Which class has been tried? RandomizedPCA should cost less memory than PCA

dhimmel · 2016-09-07T15:08:59Z

@yl565, I don't remember anyone trying sklearn.decomposition.RandomizedPCA, which looks like it's designed to solve this problem. For reference, sklearn cites the following two studies: Halko et al 2011 and Martinsson et al 2011.

So I guess we should compare the performance of classifier pipelines which use:

an approximate decomposition
feature selection followed by an exact decomposition

dhimmel · 2016-09-07T15:12:27Z

Also tagging @nabeelsarwar.

htcai · 2016-09-07T17:00:11Z

@dhimmel @yl565 Thank you for the references and discussions! Should everyone claim an algorithm of dimensionality reduction (including a choice between 1 vs. 2)?

dhimmel · 2016-09-07T17:16:09Z

Should everyone claim an algorithm of dimensionality reduction (including a choice between 1 vs. 2)?

Great idea! Let people know which one you choose below. So we're all on the same page, make sure you're using the latest data retrieved by 1.download.ipynb. I recommend starting with algorithms/SGDClassifier-master.ipynb.

It may also be nice to print out max memory usage at the end of the script (not sure if this will work on all OSes):

# Get peak memory usage in kilobytes
# https://docs.python.org/3/library/resource.html#resource.getrusage
resource.getrusage(resource.RUSAGE_SELF).ru_maxrss

beelze-b · 2016-09-07T17:17:43Z

I will work on factor analysis.

htcai · 2016-09-07T17:24:09Z

I would like to try Linear Discriminant Analysis (LDA) after feature selection. I will look for other commands that can report max memory usage if the one above does not work.
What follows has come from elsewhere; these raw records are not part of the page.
//! Line-oriented channel to one engine subprocess.
//!
//! This module spawns an engine with piped stdin/stdout and exposes the
//! three primitives the game driver needs: send a command, wait for a line
//! with a deadline, and track the engine's remaining clock.
//!
//! Output is read on a dedicated thread and forwarded over a channel, so a
//! read can give up after a deadline instead of blocking forever on an
//! engine that crashed or hung.
//!
//! # Example
//!
//! ```no_run
//! use std::time::Duration;
//! use sprt_arena::debug_log::DebugLog;
//! use sprt_arena::engine_channel::EngineChannel;
//!
//! let mut engine = EngineChannel::spawn("/path/to/engine", DebugLog::disabled())?;
//! engine.handshake(Duration::from_secs(5))?;
//! engine.send("uainewgame")?;
//! engine.send("go btime 1000 wtime 1000 binc 0 winc 0")?;
//! let line = engine.read_line(Duration::from_secs(2))?;
//! println!("{} replied: {}", engine.name(), line);
//! # Ok::<(), sprt_arena::engine_channel::ChannelError>(())
//! ```

use std::io::{BufRead, BufReader, Write};
use std::path::{Path, PathBuf};
use std::process::{Child, ChildStdin, ChildStdout, Command, Stdio};
use std::sync::mpsc::{self, Receiver, RecvTimeoutError};
use std::thread;
use std::time::{Duration, Instant};
use thiserror::Error;

use crate::debug_log::{DebugLog, Direction};

/// Errors that can occur when communicating with an engine.
#[derive(Error, Debug)]
pub enum ChannelError {
    /// Failed to spawn the engine process or write to it.
    #[error("Engine I/O failed: {0}")]
    Io(#[from] std::io::Error),
    /// The engine closed its output stream (usually because it exited).
    #[error("Engine closed its output")]
    Closed,
    /// No line arrived before the read deadline.
    #[error("Engine unresponsive for {0:?}")]
    Unresponsive(Duration),
}

/// How to start an engine: the executable and its arguments.
#[derive(Debug, Clone, PartialEq, Eq)]
pub struct EngineCommand {
    pub program: PathBuf,
    pub args: Vec<String>,
}

impl EngineCommand {
    pub fn new(program: impl Into<PathBuf>) -> Self {
        Self {
            program: program.into(),
            args: Vec::new(),
        }
    }

    pub fn arg(mut self, arg: impl Into<String>) -> Self {
        self.args.push(arg.into());
        self
    }

    pub fn args<I, S>(mut self, args: I) -> Self
    where
        I: IntoIterator<Item = S>,
        S: Into<String>,
    {
        self.args.extend(args.into_iter().map(Into::into));
        self
    }
}

impl std::fmt::Display for EngineCommand {
    fn fmt(&self, f: &mut std::fmt::Formatter<'_>) -> std::fmt::Result {
        write!(f, "{}", self.program.display())?;
        for arg in &self.args {
            write!(f, " {}", arg)?;
        }
        Ok(())
    }
}

/// A running engine process.
///
/// The channel owns the process for its whole lifetime. Dropping it asks
/// the engine to quit and then kills the process.
pub struct EngineChannel {
    /// The child process handle.
    process: Child,
    /// Handle to write commands to the engine's stdin.
    stdin: ChildStdin,
    /// Lines read from stdout by the reader thread.
    lines: Receiver<String>,
    /// Path the engine was started from.
    executable: PathBuf,
    /// Display name; the file stem until the engine reports its own.
    name: String,
    /// Label used in the debug log.
    label: String,
    log: DebugLog,
    /// Remaining clock in milliseconds. Managed by the game driver.
    pub time_left_ms: i64,
}

impl EngineChannel {
    /// Spawns an engine process and starts its reader thread.
    ///
    /// # Errors
    ///
    /// Returns [`ChannelError::Io`] if the process cannot be spawned,
    /// typically because the executable doesn't exist or lacks permissions.
    pub fn spawn<P: AsRef<Path>>(path: P, log: DebugLog) -> Result<Self, ChannelError> {
        Self::spawn_command(&EngineCommand::new(path.as_ref()), None, log)
    }

    /// Spawns `command`, prefixing debug log lines with `label` instead of
    /// the display name. Workers use the label to tell two copies of the
    /// same executable apart.
    pub fn spawn_command(
        command: &EngineCommand,
        label: Option<&str>,
        log: DebugLog,
    ) -> Result<Self, ChannelError> {
        let executable = command.program.clone();
        let mut process = Command::new(&executable)
            .args(&command.args)
            .stdin(Stdio::piped())
            .stdout(Stdio::piped())
            .stderr(Stdio::null())
            .spawn()?;

        let (stdin, stdout) = match (process.stdin.take(), process.stdout.take()) {
            (Some(stdin), Some(stdout)) => (stdin, stdout),
            _ => {
                let _ = process.kill();
                return Err(ChannelError::Io(std::io::Error::new(
                    std::io::ErrorKind::BrokenPipe,
                    "engine pipes unavailable",
                )));
            }
        };

        let name = executable
            .file_stem()
            .map(|stem| stem.to_string_lossy().into_owned())
            .unwrap_or_else(|| executable.display().to_string());
        let label = label.map_or_else(|| name.clone(), str::to_string);
        let lines = spawn_reader(stdout, label.clone(), log.clone());

        Ok(Self {
            process,
            stdin,
            lines,
            executable,
            name,
            label,
            log,
            time_left_ms: 0,
        })
    }

    pub fn name(&self) -> &str {
        &self.name
    }

    pub fn executable(&self) -> &Path {
        &self.executable
    }

    /// Writes `line` plus a newline and flushes.
    pub fn send(&mut self, line: &str) -> Result<(), ChannelError> {
        self.log.record(&self.label, Direction::Sent, line);
        writeln!(self.stdin, "{}", line)?;
        self.stdin.flush()?;
        Ok(())
    }

    /// Waits up to `timeout` for the next output line.
    ///
    /// The line is returned verbatim apart from its line terminator.
    pub fn read_line(&mut self, timeout: Duration) -> Result<String, ChannelError> {
        match self.lines.recv_timeout(timeout) {
            Ok(line) => Ok(line),
            Err(RecvTimeoutError::Timeout) => Err(ChannelError::Unresponsive(timeout)),
            Err(RecvTimeoutError::Disconnected) => Err(ChannelError::Closed),
        }
    }

    /// Reads lines until one satisfies `accept`, all within `timeout`.
    pub fn read_until<F>(&mut self, timeout: Duration, mut accept: F) -> Result<String, ChannelError>
    where
        F: FnMut(&str) -> bool,
    {
        let deadline = Instant::now() + timeout;
        loop {
            let remaining = deadline.saturating_duration_since(Instant::now());
            let line = self
                .read_line(remaining)
                .map_err(|e| match e {
                    ChannelError::Unresponsive(_) => ChannelError::Unresponsive(timeout),
                    other => other,
                })?;
            if accept(&line) {
                return Ok(line);
            }
        }
    }

    /// Performs the UAI greeting.
    ///
    /// Sends `uai` and waits for `uaiok`, taking the display name from an
    /// `id name` line if the engine sends one. Then sends `isready` and
    /// waits for `readyok`.
    pub fn handshake(&mut self, timeout: Duration) -> Result<(), ChannelError> {
        self.send("uai")?;
        let mut reported = None;
        self.read_until(timeout, |line| {
            if let Some(name) = line.strip_prefix("id name ") {
                reported = Some(name.trim().to_string());
            }
            line.trim() == "uaiok"
        })?;
        if let Some(name) = reported.filter(|n| !n.is_empty()) {
            self.name = name;
        }

        self.send("isready")?;
        self.read_until(timeout, |line| line.trim() == "readyok")?;
        Ok(())
    }
}

fn spawn_reader(stdout: ChildStdout, label: String, log: DebugLog) -> Receiver<String> {
    let (tx, rx) = mpsc::channel();
    thread::spawn(move || {
        let mut reader = BufReader::new(stdout);
        loop {
            let mut line = String::new();
            match reader.read_line(&mut line) {
                Ok(0) => break,
                Ok(_) => {
                    let line = line.trim_end_matches(&['\r', '\n'][..]).to_string();
                    log.record(&label, Direction::Received, &line);
                    if tx.send(line).is_err() {
                        break;
                    }
                }
                Err(e) => {
                    tracing::debug!("Reader for {} stopped: {}", label, e);
                    break;
                }
            }
        }
    });
    rx
}

impl Drop for EngineChannel {
    /// Sends `quit`, then kills the process and reaps it.
    fn drop(&mut self) {
        let _ = writeln!(self.stdin, "quit");
        let _ = self.stdin.flush();
        let _ = self.process.kill();
        let _ = self.process.wait();
    }
}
Also, maybe we should select a uniform number of features. For instance, we select 5000 and then reduce the dimensionality to 2000 or 500.

beelze-b · 2016-09-07T17:26:03Z

I suggest 2000 to keep at least 10%. This can be fine tuned by algorithms that report on the information contained within each component. But I think we should err on the side of more features.

yl565 · 2016-09-07T17:26:43Z

I tried PCA, seems to be running on my computer just fine

pipeline = make_pipeline(
    PCA(n_components=500), 
    StandardScaler(),  # Feature scaling
    clf_grid)

yl565 · 2016-09-07T17:28:37Z

Peak memory is about 9GB on Ubuntu

dhimmel · 2016-09-07T17:39:34Z

@yl565 is it important to standardize before performing PCA?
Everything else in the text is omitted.